Welcome to the fifteenth edition of Shakati Bush Facts. In this edition we will be sharing with you a special find which we have made on the Shakati Private Game Reserve, namely the Ground Pangolin! We are quite excited to share this find with you!

Ground Pangolin

What is a Pangolin?

The Ground Pangolin (Smutsia temminckii) is a nocturnal mammal and is almost completely covered in overlapping, protective scales (razor sharp), which makes up about 20% of their body weight. The scales are composed of keratin, the same material that forms human hair and fingernails. Mature adults are light brown, olive, and dark brown in colour, while young are pale brown or pink in colour. Pangolins are also capable of emitting noxious acid from glands near the anus, similar to a skunk, to ward off predators. The African Pangolin measures over 40 – 70 cm in length and weighs up to 18 Kg.

When threatened, Pangolins rolls up into a ball, thus protecting its vulnerable belly. The Pangolin has stout limbs which are adapted for digging, with three long, curved claws, which are designed to demolish termite nests and to dig burrow. The front legs are also shorter than the hind legs. They have long, broad tails and small, conical heads with jaws that lack teeth. Pangolins also have long, rod-shaped, muscular tongues to reach and lap up ants and termites in cavities.

The spoor shows the rounded pads of the hind-feet with usually four nails touching the ground, the occasional scrape of the tail and the mark of the front edges of the long, curved, front claws.

Pangolin (3)

Photograph: Andre Pretorius

Different Names of the Ground Pangolin

The name “pangolin” comes from the Malay word pengguling, meaning “one who rolls up”. The Ground Pangolin is also called the Temminck’s pangolin or the Cape pangolin. The Pangolin was named after Dutch zoologist Coenraad Jacob Temminck. The Pangolin is sometimes called a “scaly ant-eater”
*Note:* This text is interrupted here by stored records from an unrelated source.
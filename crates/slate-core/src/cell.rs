//! Cell content variants and their dependency edges.
//!
//! A cell is one of three contents - empty, literal text, or a formula with
//! a memoized result - plus both directions of the reference graph, keyed by
//! position and resolved through the sheet.

use std::cell::RefCell;
use std::collections::HashSet;

use slate_engine::{CellValue, Formula, ParseError, Position};

use crate::sheet::Sheet;

/// Marks input as a formula when it leads at least two characters.
pub const FORMULA_SIGN: char = '=';
/// Forces text interpretation of a literal that would otherwise read as a
/// formula or a number.
pub const ESCAPE_SIGN: char = '\'';

/// What a cell holds.
#[derive(Clone, Debug, Default)]
pub(crate) enum Content {
    #[default]
    Empty,
    /// The raw input string, never empty (empty input empties the cell).
    Text(String),
    Formula {
        formula: Formula,
        /// Memoized evaluation result. `GetValue` is semantically a read, so
        /// the cache mutates behind a shared reference; the engine is
        /// single-threaded by contract.
        cache: RefCell<Option<CellValue>>,
    },
}

impl Content {
    /// Build the candidate content for raw user input. A parse failure
    /// leaves the owning cell untouched because no cell is involved yet.
    pub(crate) fn from_input(input: &str) -> Result<Content, ParseError> {
        if input.is_empty() {
            Ok(Content::Empty)
        } else if input.len() >= 2 && input.starts_with(FORMULA_SIGN) {
            let formula = Formula::parse(&input[1..])?;
            Ok(Content::Formula { formula, cache: RefCell::new(None) })
        } else {
            // A lone "=" is ordinary text.
            Ok(Content::Text(input.to_string()))
        }
    }

    pub(crate) fn referenced_cells(&self) -> Vec<Position> {
        match self {
            Content::Formula { formula, .. } => formula.referenced_cells(),
            _ => Vec::new(),
        }
    }
}

/// A stored cell: content plus its edges in the dependency graph.
#[derive(Clone, Debug, Default)]
pub struct Cell {
    pub(crate) content: Content,
    /// Outgoing edges: positions this cell's formula reads.
    pub(crate) references: HashSet<Position>,
    /// Incoming edges: positions whose formulas read this cell.
    pub(crate) dependents: HashSet<Position>,
}

impl Cell {
    /// The evaluated value. Formula results are memoized until this cell or
    /// anything it reads is edited.
    pub fn value(&self, sheet: &Sheet) -> CellValue {
        match &self.content {
            Content::Empty => CellValue::Text(String::new()),
            Content::Text(raw) => match raw.strip_prefix(ESCAPE_SIGN) {
                Some(rest) => CellValue::Text(rest.to_string()),
                None => CellValue::Text(raw.clone()),
            },
            Content::Formula { formula, cache } => {
                if let Some(value) = cache.borrow().clone() {
                    return value;
                }
                let value = formula.evaluate(sheet);
                *cache.borrow_mut() = Some(value.clone());
                value
            }
        }
    }

    /// The text that reproduces this cell when set again: `""` for empty
    /// cells, the raw input for text, `=` plus the canonical expression for
    /// formulas.
    pub fn text(&self) -> String {
        match &self.content {
            Content::Empty => String::new(),
            Content::Text(raw) => raw.clone(),
            Content::Formula { formula, .. } => {
                format!("{}{}", FORMULA_SIGN, formula.expression())
            }
        }
    }

    /// The in-bounds positions this cell's formula reads, in formula order,
    /// duplicates included.
    pub fn referenced_cells(&self) -> Vec<Position> {
        self.content.referenced_cells()
    }

    /// Whether any formula in the sheet reads this cell.
    pub fn is_referenced(&self) -> bool {
        !self.dependents.is_empty()
    }

    /// Positions whose formulas read this cell.
    pub fn dependents(&self) -> impl Iterator<Item = Position> + '_ {
        self.dependents.iter().copied()
    }

    /// Positions this cell's formula reads, deduplicated.
    pub fn references(&self) -> impl Iterator<Item = Position> + '_ {
        self.references.iter().copied()
    }

    pub(crate) fn is_empty(&self) -> bool {
        matches!(self.content, Content::Empty)
    }

    /// Drops a memoized formula result. Returns true when dependents may
    /// still hold values derived from this cell and must be walked too:
    /// always for empty and text cells (they carry no cache of their own),
    /// and for formula cells only when there was a cache to drop - a
    /// cache-less formula already propagated its invalidation.
    pub(crate) fn invalidate_cache(&self) -> bool {
        match &self.content {
            Content::Formula { cache, .. } => cache.borrow_mut().take().is_some(),
            _ => true,
        }
    }

    #[cfg(test)]
    pub(crate) fn has_cache(&self) -> bool {
        match &self.content {
            Content::Formula { cache, .. } => cache.borrow().is_some(),
            _ => false,
        }
    }
}

#[cfg(test)]
mod tests {
    use super::Content;

    #[test]
    fn test_from_input_dispatch() {
        assert!(matches!(Content::from_input("").unwrap(), Content::Empty));
        assert!(matches!(Content::from_input("hello").unwrap(), Content::Text(_)));
        assert!(matches!(Content::from_input("42").unwrap(), Content::Text(_)));
        assert!(matches!(
            Content::from_input("=A1+1").unwrap(),
            Content::Formula { .. }
        ));
    }

    #[test]
    fn test_lone_equals_is_text() {
        match Content::from_input("=").unwrap() {
            Content::Text(raw) => assert_eq!(raw, "="),
            other => panic!("expected text, got {other:?}"),
        }
    }

    #[test]
    fn test_bad_formula_is_an_error() {
        assert!(Content::from_input("=1+").is_err());
        assert!(Content::from_input("=)").is_err());
    }
}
Other common names for the Temminck’s ground pangolin are the: Steppe pangolin, South African pangolin, Ietermagog (Afrikaans), Kgaga (Sotho), Xikwaru (Tsonga), Khwara (Venda)


Pangolin in the Ecosystem

Ground Pangolins prefers savannah woodland, but it is also found on floodplain grasslands, rocky slopes and sandveld. Pangolins are picky eaters and feed on ants and termites from which they consume large quantities. They thus help to control population of these arthropods. It is estimated that an adult can consume about 70 million insects annually and approximately 20,000 ants per meal.

Although it is capable of digging its own burrow, the ground pangolin prefers to occupy those abandoned by warthogs or aardvarks or to lie in dense vegetation. The Ground Pangolin’s main predators are lion, leopards, hyenas, and humans.

Temminck’s ground pangolin home ranges have been estimated to be roughly 5.6 – 11 km2 for older males and the older individuals of both sexes having larger home ranges than females and younger individuals

Pangolin (1)

Photograph: Andre Pretorius

Threatened Status

As a group, pangolins are among the most critically endangered animals in the world and are listed as vulnerable by the IUCN Red List. The assessors state, “there is an inferred past/ongoing and projected future population reduction of 30-40% over a 27-year period (nine years past, 18 years future; generation length estimated at nine years) based primarily on ongoing exploitation for traditional medicine and bushmeat throughout the species’ range and evidence of increased intercontinental trade to Asia.” All eight extant pangolin species are now considered to be threatened with extinction.

Pangolin (2)

Photograph: Andre Pretorius


Shakati Private Game reserve is committed to nature conservation in all forms, and conserving the Ground Pangolin is no exception. The Ground Pangolin is a rare find due to its threatened status, and that’s why this is such a special find.